Especial Anpof 8M: 30 anos de desigualdade de gênero na filosofia acadêmica brasileira

Carolina Araujo

Professor de Filosofia da Universidade Federal do Rio de Janeiro

Fernando de Sá Moreira

Professor de Filosofia da Educação da Universidade Federal Fluminense

Mitieli Seixas da Silva

Professora do Departamento de Filosofia da UFSM

Hugo Mota

Doutorando em Filosofia pela Universidade de Oslo (UiO)

Marcos Fanton

Professor do Departamento de Filosofia da UFSM

04/03/2024 • Coluna ANPOF

Grupo DATAPHILO para GT Mulheres na História da Filosofia

A desigualdade de gênero na pós-graduação em filosofia no Brasil não é uma experiência subjetiva de algumas mulheres. Ao contrário, ela é uma experiência compartilhada e sustentada por dados empíricos, cuja realidade persiste inalterada há, pelo menos, 30 anos. Para sustentar essa tese, queremos apresentar dados de pesquisas inéditas realizadas pelo grupo Dataphilo, cujos integrantes são signatários desta coluna.

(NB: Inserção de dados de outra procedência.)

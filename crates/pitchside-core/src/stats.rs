//! Aggregated statistics and lineup rows.

use serde::{Deserialize, Serialize};
use serde_json::Value;

use crate::{Error, Result};

/// Which side of the fixture a lineup entry belongs to.
#[derive(Debug, Clone, Copy, PartialEq, Eq, Serialize, Deserialize)]
#[serde(rename_all = "lowercase")]
pub enum Side {
  Home,
  Away,
}

impl Side {
  pub fn as_str(self) -> &'static str {
    match self {
      Self::Home => "home",
      Self::Away => "away",
    }
  }

  pub fn parse(s: &str) -> Result<Self> {
    match s {
      "home" => Ok(Self::Home),
      "away" => Ok(Self::Away),
      other => Err(Error::UnknownSide(other.to_owned())),
    }
  }
}

// ─── Match statistics ────────────────────────────────────────────────────────

/// One row of the long/narrow team-statistics fact table: a single stat key
/// for a single period of a fixture, with the home and away values side by
/// side. Unique on `(fixture_id, period, key)`.
#[derive(Debug, Clone, Serialize, Deserialize)]
pub struct MatchStatistic {
  pub id:         i64,
  pub fixture_id: i64,
  /// Feed period marker: "ALL", "1ST", "2ND".
  pub period:     String,
  pub group_name: Option<String>,
  pub key:        String,
  pub name:       Option<String>,
  pub value_type: Option<String>,
  pub home_value: Option<f64>,
  pub away_value: Option<f64>,
  /// Untouched textual values ("57%", "12/19"); the numeric columns are the
  /// parsed form.
  pub home_raw:   Option<String>,
  pub away_raw:   Option<String>,
}

#[derive(Debug, Clone, Serialize, Deserialize)]
pub struct NewMatchStatistic {
  pub fixture_id: i64,
  pub period:     String,
  pub group_name: Option<String>,
  pub key:        String,
  pub name:       Option<String>,
  pub value_type: Option<String>,
  pub home_value: Option<f64>,
  pub away_value: Option<f64>,
  pub home_raw:   Option<String>,
  pub away_raw:   Option<String>,
}

// ─── Player statistics ───────────────────────────────────────────────────────

/// Per-player numbers for one fixture. The feed delivers an open-ended stat
/// map, kept whole in `stats_json`; a few scalars are denormalized out of it
/// for cheap filtering. Unique on `(fixture_id, player_id)`.
#[derive(Debug, Clone, Serialize, Deserialize)]
pub struct PlayerStatistic {
  pub id:            i64,
  pub fixture_id:    i64,
  pub player_id:     i64,
  pub team_id:       Option<i64>,
  pub side:          Option<Side>,
  pub position:      Option<String>,
  pub jersey_number: Option<String>,
  pub started:       bool,
  pub substitute:    bool,
  pub stats_json:    Value,
}

#[derive(Debug, Clone, Serialize, Deserialize)]
pub struct NewPlayerStatistic {
  pub fixture_id:    i64,
  pub player_id:     i64,
  pub team_id:       Option<i64>,
  pub side:          Option<Side>,
  pub position:      Option<String>,
  pub jersey_number: Option<String>,
  pub started:       bool,
  pub substitute:    bool,
  pub stats_json:    Value,
}

// ─── Appearances ─────────────────────────────────────────────────────────────

/// The lineup join entity, one row per (player, fixture).
#[derive(Debug, Clone, Serialize, Deserialize)]
pub struct Appearance {
  pub id:             i64,
  pub player_id:      i64,
  pub fixture_id:     i64,
  pub team_id:        Option<i64>,
  pub started:        bool,
  pub substitute:     bool,
  pub subbed_in:      bool,
  pub subbed_out:     bool,
  pub minutes_played: Option<i64>,
}

#[derive(Debug, Clone, Serialize, Deserialize)]
pub struct NewAppearance {
  pub player_id:      i64,
  pub team_id:        Option<i64>,
  pub started:        bool,
  pub substitute:     bool,
  pub subbed_in:      bool,
  pub subbed_out:     bool,
  pub minutes_played: Option<i64>,
}
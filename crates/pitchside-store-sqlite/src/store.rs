//! [`SqliteStore`], the SQLite implementation of [`MatchStore`].

use std::{collections::HashSet, path::Path};

use chrono::Utc;
use rusqlite::OptionalExtension as _;

use pitchside_core::{
  dimension::{
    Manager, NewManager, NewPlayer, NewSeason, NewTeam, NewTournament, Player,
    Season, Team, Tournament,
  },
  event::{
    Card, EventCounts, Goal, Incident, MatchEvents, NewShot, Shot, Substitution,
  },
  fixture::{Fixture, NewFixture},
  state::GameStateSegment,
  stats::{
    Appearance, MatchStatistic, NewAppearance, NewMatchStatistic,
    NewPlayerStatistic, PlayerStatistic,
  },
  store::{MatchStore, MatchSummary},
};

use crate::{
  encode::{
    encode_dt, encode_opt_dt, encode_opt_half, encode_opt_json, RawFixture,
    RawGameState, RawGoal, RawIncident, RawManager, RawPlayer,
    RawPlayerStatistic, RawSeason, RawShot, RawSubstitution, RawTeam,
    RawTournament,
  },
  schema::SCHEMA,
  Error, Result,
};

// ─── Store ───────────────────────────────────────────────────────────────────

/// A match warehouse backed by a single SQLite file.
///
/// Cloning is cheap; the inner connection is reference-counted.
#[derive(Clone)]
pub struct SqliteStore {
  conn: tokio_rusqlite::Connection,
}
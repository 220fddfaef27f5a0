//! Error types for `pitchside-core`.

use thiserror::Error;

#[derive(Debug, Error)]
pub enum Error {
  #[error("fixture not found: {0}")]
  FixtureNotFound(i64),

  #[error("team not found: {0}")]
  TeamNotFound(i64),

  #[error("player not found: {0}")]
  PlayerNotFound(i64),

  #[error("unknown half marker: {0:?}")]
  UnknownHalf(String),

  #[error("unknown side: {0:?}")]
  UnknownSide(String),

  #[error("unknown game state: {0:?}")]
  UnknownGameState(String),

  #[error("unknown incident type: {0:?}")]
  UnknownIncidentType(String),

  #[error("unknown result marker: {0:?}")]
  UnknownResult(String),

  #[error("serialization error: {0}")]
  Serialization(#[from] serde_json::Error),
}

pub type Result<T, E = Error> = std::result::Result<T, E>;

No Brasil, o tema “mulheres na filosofia” foi abordado, por um lado, por estudos descritivos sobre a ausência de mulheres pesquisadoras nos diversos níveis acadêmicos. Araújo (2016, 2019) e Ramos et al (2023), por exemplo, mostraram que a pós-graduação em filosofia é extremamente desigual no que se refere tanto à presença de mulheres orientadoras, quanto à permanência e possibilidade das estudantes ascenderem na carreira acadêmica. Por outro lado, estudos sobre renovação do cânone, como Pugliese (2019, 2020), mostraram, através de historiografia rigorosa, que mulheres sempre, a despeito de todas as dificuldades, estiveram presentes na filosofia e, portanto, que sua exclusão dos nossos currículos e pesquisas é exógena à própria história (Hagengruber, 2020; Witt, Shapiro, 2015; Waithe, 1987). Que essas são duas faces de uma mesma abordagem metafilosófica é confirmado pela hipótese do espelhamento, isto é, de que quanto mais as mulheres se veem representadas na história da filosofia (seja com temas de pesquisa, seja com role-models), mais mulheres entrarão e permanecerão em nossa área (Araújo 2023).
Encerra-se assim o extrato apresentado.